The seizure in issue here is not the stop of the van but the detention of the defendant. A seizure occurs “when the officer, by *216means of physical force or show of authority, has in some way restrained the liberty of a citizen.” 392 U.S. at 19 n. 16. The defendant was detained or seized when he was required to exit the van, place his hands on the vehicle and remain in that posture at gun point until the arrival of Officer Alt. Officer Missouri, who was unaware of the Loudoun County robbery, had no credible reason to believe that the defendant, a passenger in the van, was guilty of complicity in any criminal activity, felonious or otherwise, past, present, or planned. Hence, the seizure was not authorized under either the Terry test or the Virginia statute unless Missouri was justified in believing that the defendant might be “armed and presently dangerous”, 392 U.S. at 30, or that the defendant “possesse[d] a concealed weapon”, Code § 19.2-83.
Such a belief can be justified under Terry only by “specific and articulable facts” and, under the rationale invoked by the majority, only by “the totality of the circumstances”. What were the facts and circumstances summarized by the majority? The driver committed a number of traffic violations. But traffic violators are seldom armed and, more rarely, their passengers. The van had no rear or side windows, and Officer Missouri “didn’t know what was going on in the van.” Whatever relevance that fact may have had disappeared once the occupants exited the van. The night was dark, Officer Missouri was alone, none of the occupants could produce any personal identification, and doubtless the confrontation was tense. Do such circumstances justify a belief that the defendant or any of his companions were armed and dangerous? Although Officer Missouri testified on direct examination that he was “concerned about them possibly having weapons”, he acknowledged on cross-examination that he observed nothing “on the defendant . . . that appeared to be a weapon” and that the defendant did nothing “to indicate that he posed any danger.” The officer’s testimony alone is sufficient to distinguish Simmons where the officer felt himself endangered by a weapon when he observed a bulge in the suspect’s pocket.

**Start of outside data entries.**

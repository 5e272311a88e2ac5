//! Rust implementation of the shiftplanner rotation and fairness engine.
//!
//! Generates weekly shift rotations with weekend coverage, layers screener
//! duty on top, validates hard labor rules, scores fairness, keeps the
//! comp-off ledger and simulates shift swaps.

// Allow clippy warning triggered by PyO3 macro expansion
#![allow(clippy::useless_conversion)]

use chrono::NaiveDate;
use pyo3::exceptions::PyValueError;
use pyo3::prelude::*;
use std::collections::HashMap;

pub mod calendar;
mod config;
pub mod constraints;
pub mod engine;
pub mod fairness;
pub mod ledger;
pub mod logging;
mod models;
pub mod ranking;
pub mod rotation;
pub mod screener;
pub mod store;
pub mod swap;
pub mod workload;

pub use config::{EngineConfig, FairnessConfig, RotationConfig, ScreenerWeights, KNOWN_STRATEGIES};
pub use constraints::ConstraintEngine;
pub use engine::{apply_decision, generate, EngineError, PlannedRun, Planner, ScheduleGenerator};
pub use fairness::{DispersionStats, DutyCounts, FairnessEngine, FairnessMetrics, Recommendation};
pub use ledger::{CompOffBalance, CompOffLedger, LedgerError};
pub use models::{
    Analyst, ApplySummary, Assignment, AssignmentSource, CompOffTransaction, Constraint,
    ConstraintKind, GenerationResult, Overwrite, SchedulingContext, Severity, TransactionKind,
    Violation, ViolationKind, WeeklyWorkload,
};
pub use rotation::{PatternContinuity, RotationState, WorkPattern};
pub use store::{InMemoryStore, StoreError};
pub use swap::{DateSpan, SwapOutcome, SwapRequest, SwapSimulator};
pub use workload::{WorkloadBalancer, WorkloadIssue, WorkloadViolation};

/// Generate a schedule decision for one shift group and date range.
///
/// # Arguments
/// * `context` - Snapshot of analysts, existing assignments, constraints and holidays
/// * `continuity` - Continuity records from earlier runs (any algorithm; filtered here)
/// * `rotation_state` - Persisted rotation cursor for the group, if any
/// * `config` - Engine configuration (defaults when omitted)
///
/// # Returns
/// * GenerationResult with proposals, conflicts, overwrites, metrics and the
///   next rotation state/continuity to persist
///
/// # Raises
/// * ValueError on an empty roster, inverted range or invalid configuration
#[pyfunction]
#[pyo3(signature = (context, continuity=None, rotation_state=None, config=None))]
fn generate_schedule(
    context: SchedulingContext,
    continuity: Option<Vec<PatternContinuity>>,
    rotation_state: Option<RotationState>,
    config: Option<EngineConfig>,
) -> PyResult<GenerationResult> {
    let config = config.unwrap_or_default();
    let continuity = continuity.unwrap_or_default();

    match generate(&context, &continuity, rotation_state.as_ref(), &config) {
        Ok(result) => Ok(result),
        Err(e) => Err(PyValueError::new_err(e.to_string())),
    }
}

/// Simulate a swap and report violations on both analysts' timelines.
///
/// # Raises
/// * ValueError if the request is malformed (same analyst, unknown analyst,
///   inverted span, or a giver who works nothing in their span)
#[pyfunction]
#[pyo3(signature = (context, request, config=None))]
fn validate_swap(
    context: SchedulingContext,
    request: SwapRequest,
    config: Option<EngineConfig>,
) -> PyResult<SwapOutcome> {
    let config = config.unwrap_or_default();
    ScheduleGenerator::new(&config)
        .and_then(|generator| generator.validate_swap(&context, &request))
        .map_err(|e| PyValueError::new_err(e.to_string()))
}

/// Score per-analyst duty counts. Analysts missing from a dict count as zero.
#[pyfunction]
#[pyo3(signature = (total_days, screener_days, weekend_days, config=None))]
fn score_fairness(
    total_days: HashMap<String, f64>,
    screener_days: HashMap<String, f64>,
    weekend_days: HashMap<String, f64>,
    config: Option<FairnessConfig>,
) -> FairnessMetrics {
    let config = config.unwrap_or_default();
    let counts = DutyCounts::from_maps(&total_days, &screener_days, &weekend_days);
    FairnessEngine::new(&config).score(&counts)
}

/// Score the duties `analyst_ids` carry in `assignments` between `start` and `end`.
#[pyfunction]
#[pyo3(signature = (analyst_ids, assignments, start, end, config=None))]
fn fairness_from_assignments(
    analyst_ids: Vec<String>,
    assignments: Vec<Assignment>,
    start: NaiveDate,
    end: NaiveDate,
    config: Option<FairnessConfig>,
) -> FairnessMetrics {
    let config = config.unwrap_or_default();
    let roster: Vec<&str> = analyst_ids.iter().map(String::as_str).collect();
    let refs: Vec<&Assignment> = assignments.iter().collect();
    let counts = fairness::counts_from_assignments(&roster, &refs, start, end);
    FairnessEngine::new(&config).score(&counts)
}

/// Workload of one analyst for the week containing `week_of`.
#[pyfunction]
#[pyo3(signature = (analyst_id, week_of, assignments, transactions=None, holidays=None, max_work_days_per_week=5))]
fn summarize_workload(
    analyst_id: &str,
    week_of: NaiveDate,
    assignments: Vec<Assignment>,
    transactions: Option<Vec<CompOffTransaction>>,
    holidays: Option<Vec<NaiveDate>>,
    max_work_days_per_week: u32,
) -> WeeklyWorkload {
    WorkloadBalancer::new(max_work_days_per_week).summarize(
        analyst_id,
        week_of,
        &assignments,
        &transactions.unwrap_or_default(),
        &holidays.unwrap_or_default(),
    )
}

/// Overtime and uncredited holiday work for the week containing `week_of`.
#[pyfunction]
#[pyo3(signature = (analyst_ids, week_of, assignments, transactions=None, holidays=None, max_work_days_per_week=5))]
fn balance_week(
    analyst_ids: Vec<String>,
    week_of: NaiveDate,
    assignments: Vec<Assignment>,
    transactions: Option<Vec<CompOffTransaction>>,
    holidays: Option<Vec<NaiveDate>>,
    max_work_days_per_week: u32,
) -> Vec<WorkloadViolation> {
    WorkloadBalancer::new(max_work_days_per_week).balance_week(
        &analyst_ids,
        week_of,
        &assignments,
        &transactions.unwrap_or_default(),
        &holidays.unwrap_or_default(),
    )
}

/// The shiftplanner.rust Python module.
#[pymodule]
fn rust(m: &Bound<'_, PyModule>) -> PyResult<()> {
    // Core data types
    m.add_class::<Analyst>()?;
    m.add_class::<Assignment>()?;
    m.add_class::<AssignmentSource>()?;
    m.add_class::<Constraint>()?;
    m.add_class::<ConstraintKind>()?;
    m.add_class::<SchedulingContext>()?;
    m.add_class::<Violation>()?;
    m.add_class::<ViolationKind>()?;
    m.add_class::<Severity>()?;
    m.add_class::<Overwrite>()?;
    m.add_class::<GenerationResult>()?;
    m.add_class::<ApplySummary>()?;

    // Rotation
    m.add_class::<WorkPattern>()?;
    m.add_class::<PatternContinuity>()?;
    m.add_class::<RotationState>()?;

    // Config types
    m.add_class::<EngineConfig>()?;
    m.add_class::<RotationConfig>()?;
    m.add_class::<ScreenerWeights>()?;
    m.add_class::<FairnessConfig>()?;

    // Fairness, ledger, workload, swaps
    m.add_class::<DispersionStats>()?;
    m.add_class::<Recommendation>()?;
    m.add_class::<FairnessMetrics>()?;
    m.add_class::<CompOffTransaction>()?;
    m.add_class::<TransactionKind>()?;
    m.add_class::<CompOffBalance>()?;
    m.add_class::<CompOffLedger>()?;
    m.add_class::<WeeklyWorkload>()?;
    m.add_class::<WorkloadIssue>()?;
    m.add_class::<WorkloadViolation>()?;
    m.add_class::<DateSpan>()?;
    m.add_class::<SwapRequest>()?;
    m.add_class::<SwapOutcome>()?;

    // Algorithms
    m.add_function(wrap_pyfunction!(generate_schedule, m)?)?;
    m.add_function(wrap_pyfunction!(validate_swap, m)?)?;
    m.add_function(wrap_pyfunction!(score_fairness, m)?)?;
    m.add_function(wrap_pyfunction!(fairness_from_assignments, m)?)?;
    m.add_function(wrap_pyfunction!(summarize_workload, m)?)?;
    m.add_function(wrap_pyfunction!(balance_week, m)?)?;

    Ok(())
}
//! Swap safety simulation.
//!
//! Both analysts' post-swap timelines are rebuilt from the current schedule
//! and run through the constraint engine independently. Nothing is written.

use chrono::NaiveDate;
use pyo3::prelude::*;
use rustc_hash::FxHashSet;
use thiserror::Error;

use crate::constraints::{simulate_timeline, ConstraintEngine};
use crate::models::{sort_violations, Analyst, Assignment, AssignmentSource, Violation};
use crate::{log_changes, log_checks};

#[derive(Error, Debug, PartialEq)]
pub enum SwapError {
    #[error("Cannot swap {0} with themselves")]
    SameAnalyst(String),
    #[error("Unknown analyst: {0}")]
    UnknownAnalyst(String),
    #[error("Swap span ends ({end}) before it starts ({start})")]
    InvertedSpan { start: NaiveDate, end: NaiveDate },
    #[error("{analyst_id} works no day between {start} and {end}")]
    NothingToGive {
        analyst_id: String,
        start: NaiveDate,
        end: NaiveDate,
    },
}

/// A single day or an inclusive range of days.
#[pyclass]
#[derive(Clone, Copy, Debug, PartialEq, Eq)]
pub struct DateSpan {
    #[pyo3(get, set)]
    pub start: NaiveDate,
    #[pyo3(get, set)]
    pub end: NaiveDate,
}

impl DateSpan {
    pub fn day(date: NaiveDate) -> Self {
        Self {
            start: date,
            end: date,
        }
    }

    pub fn range(start: NaiveDate, end: NaiveDate) -> Self {
        Self { start, end }
    }

    pub fn contains(&self, date: NaiveDate) -> bool {
        self.start <= date && date <= self.end
    }
}

#[pymethods]
impl DateSpan {
    #[new]
    #[pyo3(signature = (start, end=None))]
    fn new(start: NaiveDate, end: Option<NaiveDate>) -> Self {
        Self {
            start,
            end: end.unwrap_or(start),
        }
    }

    fn __repr__(&self) -> String {
        format!("DateSpan({}..={})", self.start, self.end)
    }
}

/// Analyst A hands over every day worked in `given_by_a`; B optionally hands
/// back every day worked in `given_by_b`.
#[pyclass]
#[derive(Clone, Debug)]
pub struct SwapRequest {
    #[pyo3(get, set)]
    pub analyst_a: String,
    #[pyo3(get, set)]
    pub given_by_a: DateSpan,
    #[pyo3(get, set)]
    pub analyst_b: String,
    #[pyo3(get, set)]
    pub given_by_b: Option<DateSpan>,
    /// Approve even when violations are found (they are still reported)
    #[pyo3(get, set)]
    pub force: bool,
}

#[pymethods]
impl SwapRequest {
    #[new]
    #[pyo3(signature = (analyst_a, given_by_a, analyst_b, given_by_b=None, force=false))]
    fn new(
        analyst_a: String,
        given_by_a: DateSpan,
        analyst_b: String,
        given_by_b: Option<DateSpan>,
        force: bool,
    ) -> Self {
        Self {
            analyst_a,
            given_by_a,
            analyst_b,
            given_by_b,
            force,
        }
    }

    fn __repr__(&self) -> String {
        format!(
            "SwapRequest({} gives {:?}, {} gives {:?}, force={})",
            self.analyst_a, self.given_by_a, self.analyst_b, self.given_by_b, self.force
        )
    }
}

#[pyclass]
#[derive(Clone, Debug, PartialEq)]
pub struct SwapOutcome {
    #[pyo3(get)]
    pub approved: bool,
    /// Approved only because the request was forced
    #[pyo3(get)]
    pub forced: bool,
    #[pyo3(get)]
    pub violations: Vec<Violation>,
    /// Post-swap work days of analyst A
    #[pyo3(get)]
    pub a_timeline: Vec<NaiveDate>,
    /// Post-swap work days of analyst B
    #[pyo3(get)]
    pub b_timeline: Vec<NaiveDate>,
}

#[pymethods]
impl SwapOutcome {
    fn __repr__(&self) -> String {
        format!(
            "SwapOutcome(approved={}, forced={}, violations={})",
            self.approved,
            self.forced,
            self.violations.len()
        )
    }
}

/// One side of a swap after the hand-over is resolved.
struct Side<'a> {
    analyst: &'a Analyst,
    current: Vec<&'a Assignment>,
    given: Vec<&'a Assignment>,
}

impl Side<'_> {
    fn worked_dates(&self) -> Vec<NaiveDate> {
        self.current.iter().map(|a| a.date).collect()
    }

    fn given_dates(&self) -> Vec<NaiveDate> {
        self.given.iter().map(|a| a.date).collect()
    }
}

pub struct SwapSimulator<'a> {
    constraints: &'a ConstraintEngine,
    analysts: &'a [Analyst],
    verbosity: u8,
}

impl<'a> SwapSimulator<'a> {
    pub fn new(constraints: &'a ConstraintEngine, analysts: &'a [Analyst], verbosity: u8) -> Self {
        Self {
            constraints,
            analysts,
            verbosity,
        }
    }

    pub fn validate(
        &self,
        request: &SwapRequest,
        schedule: &'a [Assignment],
    ) -> Result<SwapOutcome, SwapError> {
        if request.analyst_a == request.analyst_b {
            return Err(SwapError::SameAnalyst(request.analyst_a.clone()));
        }
        for id in [&request.analyst_a, &request.analyst_b] {
            if !self.analysts.iter().any(|a| &a.id == id) {
                return Err(SwapError::UnknownAnalyst(id.clone()));
            }
        }
        let a = self.side(&request.analyst_a, Some(&request.given_by_a), schedule)?;
        let b = self.side(&request.analyst_b, request.given_by_b.as_ref(), schedule)?;

        let a_timeline = simulate_timeline(&a.worked_dates(), &a.given_dates(), &b.given_dates());
        let b_timeline = simulate_timeline(&b.worked_dates(), &b.given_dates(), &a.given_dates());

        let mut violations = self.check_receiver(&a, &b, &a_timeline);
        violations.extend(self.check_receiver(&b, &a, &b_timeline));
        sort_violations(&mut violations);

        let approved = violations.is_empty() || request.force;
        let forced = request.force && !violations.is_empty();
        if forced {
            log_changes!(
                self.verbosity,
                "Swap {} <-> {} forced through {} violations",
                request.analyst_a,
                request.analyst_b,
                violations.len()
            );
        }

        Ok(SwapOutcome {
            approved,
            forced,
            violations,
            a_timeline,
            b_timeline,
        })
    }

    fn side(
        &self,
        analyst_id: &str,
        span: Option<&DateSpan>,
        schedule: &'a [Assignment],
    ) -> Result<Side<'a>, SwapError> {
        let analyst = self
            .analysts
            .iter()
            .find(|a| a.id == analyst_id)
            .ok_or_else(|| SwapError::UnknownAnalyst(analyst_id.to_string()))?;

        let current: Vec<&Assignment> = schedule
            .iter()
            .filter(|a| a.analyst_id == analyst_id)
            .collect();

        let given: Vec<&Assignment> = match span {
            Some(span) => {
                if span.end < span.start {
                    return Err(SwapError::InvertedSpan {
                        start: span.start,
                        end: span.end,
                    });
                }
                let given: Vec<&Assignment> = current
                    .iter()
                    .copied()
                    .filter(|a| span.contains(a.date))
                    .collect();
                if given.is_empty() {
                    return Err(SwapError::NothingToGive {
                        analyst_id: analyst_id.to_string(),
                        start: span.start,
                        end: span.end,
                    });
                }
                given
            }
            None => Vec::new(),
        };

        Ok(Side {
            analyst,
            current,
            given,
        })
    }

    /// Violations on `receiver`'s post-swap timeline.
    fn check_receiver(
        &self,
        receiver: &Side<'_>,
        giver: &Side<'_>,
        timeline: &[NaiveDate],
    ) -> Vec<Violation> {
        let id = receiver.analyst.id.as_str();
        let mut violations = self.constraints.check_streaks(id, timeline);

        for shift in &giver.given {
            violations.extend(self.constraints.check_availability(id, shift.date));
        }
        if let Some(first) = giver.given.first() {
            violations.extend(self.constraints.check_eligibility(
                receiver.analyst,
                &giver.analyst.group_key(),
                first.date,
            ));
        }

        // Kept shifts plus received shifts must not collide
        let handed_over: FxHashSet<NaiveDate> = receiver.given_dates().into_iter().collect();
        let received: Vec<Assignment> = giver
            .given
            .iter()
            .map(|shift| Assignment {
                analyst_id: id.to_string(),
                source: AssignmentSource::Swap,
                ..(*shift).clone()
            })
            .collect();
        let after: Vec<&Assignment> = receiver
            .current
            .iter()
            .copied()
            .filter(|a| !handed_over.contains(&a.date))
            .chain(received.iter())
            .collect();
        violations.extend(self.constraints.check_double_booking(&after));

        log_checks!(
            self.verbosity,
            "  Swap check {}: {} days after swap, {} violations",
            id,
            timeline.len(),
            violations.len()
        );
        violations
    }
}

I do not believe that “the facts available to the officer at the moment of the seizure or the search [would] ‘warrant a man of reasonable caution in the belief ”, 392 U.S. at 21-22, that the defendant was guilty of criminal activity, that he was armed, or that he intended to do the officer bodily harm. In such case, neither the seizure nor the search was authorized under either the Terry test or the statutory standard. In my view, the trial court *217erred in overruling the defendant’s motions to suppress, and I would reverse the judgment and remand the case for a new trial.